Однако кооперация акторов и их стремление обрести способность реализовывать свои цели через совместную деятельность («власть для») не элиминируют иерархический аспект отношений между ними («власть над»), Стоун подчеркивает, что «власть над» и «власть для» нельзя рассматривать как совершенно разные явления, поскольку «они не существуют отдельно друг от друга». Описанный Стоуном режим в Атланте имел очевидный классовый уклон; другие стабильные режимы также демонстрируют самые разнообразные проявления «власти над» [Stone, 2006: 28; Gendron, 2006: 7–8][137]. Другие исследователи также обращают внимание на необходимость использования обеих концепций для характеристики городских режимов. При этом некоторые из них полагают, что акцент Стоуна на «модели социального производства» приводит к недооценке роли конфликта интересов между элитами различных секторов. На это, в частности, указывает Р. Гендрон, уделивший специальное внимание изучению взаимодействия «власти для» и «власти над» в городской политике г. Санта-Круз (штат Калифорния, США) [Gendron, 2006: 5-22][138]. Гендрон обнаружил, что консенсус между политической элитой и элитой бизнеса был в значительной степени внешним («фальшивым»), скрывающим подковерные маневры, направленные на сохранение власти, а не на ее совместное использование. Партнерство с самого начала создавалось и контролировалось политическими лидерами, не стремившимися к его институционализации и усилению политического влияния бизнеса в городе. Между элитами был очевидный конфликт интересов, который так и не был преодолен в процессе деятельности коалиции [Gendron, 2006: 8, 18–19]. Для более адекватного объяснения власти Гендрон предлагает рассмотреть, «каким образом “власть над” может использоваться в качестве позитивной трансформационной силы», о чем ранее писал Т. Вартенберг [Gendron, 2006: 20; Wartenberg, 1990]. Кроме того, он подчеркивает необходимость «переключить аналитический фокус с препятствий формированию коллективных управленческих практик на возможности преодоления дисбаланса ресурсов в существующей системе государственных и рыночных отношений» [Gendron, 2006: 20].

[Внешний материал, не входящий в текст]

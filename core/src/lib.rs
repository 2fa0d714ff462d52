//! Concurrency-bounded HTTP fetch helper.
//!
//! # Overview
//! Issues GET and POST requests either on the calling thread or on a
//! background worker. Timeouts are retried up to a fixed number of
//! attempts; other failures are returned at once. Background requests are
//! capped by a per-dispatcher permit pool and report completion through a
//! `CompletionSignal` and an optional callback.
//!
//! # Design
//! - `Transport` is the only I/O seam. `UreqTransport` does real HTTP(S)
//!   with optional HTTP or SOCKS proxies; tests plug in stubs.
//! - `Dispatcher` owns its `PermitPool`, so independent dispatchers have
//!   independent limits.
//! - Permit release and signal completion run from a drop guard, so they
//!   happen on every exit path of a worker, panics included.
//!
//! ```no_run
//! use crawler_core::{Dispatcher, DispatcherConfig, TransportConfig};
//!
//! let crawler = Dispatcher::with_ureq(DispatcherConfig::default(), TransportConfig::default())?;
//! let signal = crawler
//!     .get("http://example.com/")
//!     .on_complete(|outcome| match outcome {
//!         Ok(Some(response)) => println!("{} bytes", response.body.len()),
//!         Ok(None) => println!("gave up after retries"),
//!         Err(err) => println!("failed: {err}"),
//!     })
//!     .spawn()?;
//! signal.wait();
//! # Ok::<(), crawler_core::FetchError>(())
//! ```

pub mod config;
pub mod dispatcher;
pub mod error;
pub mod http;
pub mod limiter;
pub mod logging;
pub mod retry;
pub mod signal;
pub mod transport;

pub use config::{DispatcherConfig, TransportConfig};
pub use dispatcher::{Dispatched, Dispatcher, FetchBuilder, Outcome};
pub use error::{FetchError, TransportError};
pub use http::{HttpMethod, HttpRequest, HttpResponse, RequestOptions};
pub use limiter::{Permit, PermitPool};
pub use retry::RetryPolicy;
pub use signal::CompletionSignal;
pub use transport::{Transport, UreqTransport};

Еще более критично к концептуальным предпочтениям Стоуна отнесся У Домхофф, выступивший фактически против самой идеи различения «модели контроля» и «модели социального производства». Его основной аргумент: отношения «власти для» и «власти над» имеют место постоянно [Domhoff, 2006: 48, 50]. Здесь он ссылается на М. Манна, который, по его мнению, предложил более адекватное объяснение взаимоотношений между этими ракурсами власти: «Конечно, отношения между ними являются диалектическими. Для достижения своих целей люди вступают в кооперативные коллективные властные отношения друг с другом. Но для воплощения коллективных целей устанавливаются социальная организация и разделение труда. Организация и разделение функций закладывают тенденцию к дистрибутивной власти, вытекающей из руководства и координации. Поэтому разделение труда обманчиво: хотя оно предполагает специализацию функций на всех уровнях, руководство контролирует и направляет остальных. Те, кто занимают руководящие и координирующие позиции, имеют огромное превосходство над другими» [Mann, 1986: 6–7; Domhoff, 2006: 48].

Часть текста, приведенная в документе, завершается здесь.